In 1919 Joseph Clair (1889-1971) founded Domaine Clair-Daü which became known for high quality. Phylloxera followed by WWI had devastated the vineyards in Marsannay when Joseph began. First, he planted chardonnay and pinot noir where there had previously been aligote and gamay (and he encouraged others to do the same). Second, he innovatively made a rose that helped the Domaine survive financially during the tumultuous 1920s and 30s when many consumers couldn't afford fine red wine. His son, Bernard Clair (1920-2005) joined the team in the 30s and worked on isolating and selecting high quality and low yield clones which further increased the quality of the wines. When Joseph died in 1971, French land inheritance laws caused some family tensions which led to the folding of Domaine Clair-Daü in 1985. Louis Jadot purchased the Clair-Daü portion of the Chapelle-Chambertin vineyard, and by 1990 the Chapelle-Chambertin Grand Cru had 8 proprietors-- the two most commercially prestigious being Louis Jadot and Drouhin-Larose (Parker, 1990:411). Since 1985 members of the Clair-Daü family have not made wines in Chapelle-Chambertin, however Bruno Clair (Joseph's grandson) continues to make wine across the road at Clos de Bèze (and at other select parcels in Burgundy) as Domaine Bruno Clair.

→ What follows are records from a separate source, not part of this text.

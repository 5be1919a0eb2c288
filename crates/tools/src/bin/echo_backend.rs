//! Minimal line-protocol backend used by the process-level tests.
//!
//! Usage: `sisypho-echo-backend [--reject-initialize] [--chatty] [--ack] TOOL...`
//!
//! Each positional argument becomes an exposed tool. Calls echo
//! `{"tool": name, "arguments": args}` back as text (with `"success": true`
//! under `--ack`), except for a few reserved names:
//! - `fail*`     answers with a JSON-RPC error
//! - `empty`     answers with an empty text item
//! - `plain`     answers with non-JSON text
//! - `crash`     exits without answering
//! - `slow`      echoes after a two second pause
//! - `wrong_id`  echoes under a request id that was never sent

use std::io::{BufRead, Write};
use std::time::Duration;

use serde_json::{json, Value};

const SLOW_REPLY: Duration = Duration::from_secs(2);

fn main() {
    let mut tools = Vec::new();
    let mut reject_initialize = false;
    let mut chatty = false;
    let mut ack = false;
    for arg in std::env::args().skip(1) {
        match arg.as_str() {
            "--reject-initialize" => reject_initialize = true,
            "--chatty" => chatty = true,
            "--ack" => ack = true,
            _ => tools.push(arg),
        }
    }

    let stdin = std::io::stdin();
    let mut stdout = std::io::stdout();
    for line in stdin.lock().lines() {
        let Ok(line) = line else { break };
        if line.trim().is_empty() {
            continue;
        }
        let Ok(msg) = serde_json::from_str::<Value>(&line) else {
            continue;
        };
        let method = msg.get("method").and_then(Value::as_str).unwrap_or_default();
        let Some(id) = msg.get("id").cloned() else {
            if method == "notifications/shutdown" {
                return;
            }
            continue;
        };

        if chatty {
            let note = json!({"jsonrpc": "2.0", "method": "notifications/message", "params": {"level": "info"}});
            let _ = writeln!(stdout, "{}", note);
        }

        let reply = match method {
            "initialize" if reject_initialize => error_reply(&id, "initialize rejected"),
            "initialize" => json!({
                "jsonrpc": "2.0",
                "id": id,
                "result": {
                    "protocolVersion": "2025-03-26",
                    "capabilities": {"tools": {}},
                    "serverInfo": {"name": "echo", "version": "0.1.0"}
                }
            }),
            "tools/list" => {
                let listed: Vec<Value> = tools
                    .iter()
                    .map(|name| json!({
                        "name": name,
                        "description": format!("echo tool {}", name),
                        "inputSchema": {"type": "object"}
                    }))
                    .collect();
                json!({"jsonrpc": "2.0", "id": id, "result": {"tools": listed}})
            }
            "tools/call" => {
                let params = msg.get("params").cloned().unwrap_or(Value::Null);
                let name = params.get("name").and_then(Value::as_str).unwrap_or_default().to_string();
                let arguments = params.get("arguments").cloned().unwrap_or(Value::Null);
                if !tools.contains(&name) {
                    error_reply(&id, &format!("unknown tool {}", name))
                } else if name == "crash" {
                    return;
                } else if name.starts_with("fail") {
                    error_reply(&id, &format!("tool {} failed", name))
                } else if name == "empty" {
                    text_reply(&id, "")
                } else if name == "plain" {
                    text_reply(&id, "plain text result")
                } else {
                    let mut echo = json!({"tool": name, "arguments": arguments});
                    if ack {
                        echo["success"] = json!(true);
                    }
                    let reply_id = match name.as_str() {
                        "slow" => {
                            std::thread::sleep(SLOW_REPLY);
                            id
                        }
                        "wrong_id" => json!(id.as_u64().unwrap_or_default() + 1000),
                        _ => id,
                    };
                    text_reply(&reply_id, &echo.to_string())
                }
            }
            other => error_reply(&id, &format!("method not found: {}", other)),
        };
        if writeln!(stdout, "{}", reply).is_err() || stdout.flush().is_err() {
            return;
        }
    }
}

fn text_reply(id: &Value, text: &str) -> Value {
    json!({
        "jsonrpc": "2.0",
        "id": id,
        "result": {"content": [{"type": "text", "text": text}]}
    })
}

fn error_reply(id: &Value, message: &str) -> Value {
    json!({
        "jsonrpc": "2.0",
        "id": id,
        "error": {"code": -32000, "message": message}
    })
}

This wine pictured above was made during the period when Domain Clair-Daü was in the midst of family dispute. Some tasters argue that the wines experienced a decrease in quality during this period, and if this is the case, perhaps the 1978 is an exception, because there was nothing poor in quality about this wine. On the contrary, it was really very inspiring. Perhaps the people who were hands-on in the harvesting and winemaking this vintage sensed the end of the Domaine and sighed one last breath before giving up and considering to sell. The wine brought tears to several eyes at the table, as if it were transmitting a sense of sadness. It smelled of broken twigs, crisp earth, dried cherries and pheromones; it tasted tart and chalky, with soft tannins and an amazingly fresh cherry fruit.
Clair, Bruno. www.bruno-clair.com
Gaffney, William. www.princeofpinot.com
Parker, Robert M. (1990) Burgundy: A Comprehensive Guide to Producers, Appellations and Wines. (Simon and Schuster)
Robinson, Jancis (2006) Oxford Companion to Wine (Oxford University Press)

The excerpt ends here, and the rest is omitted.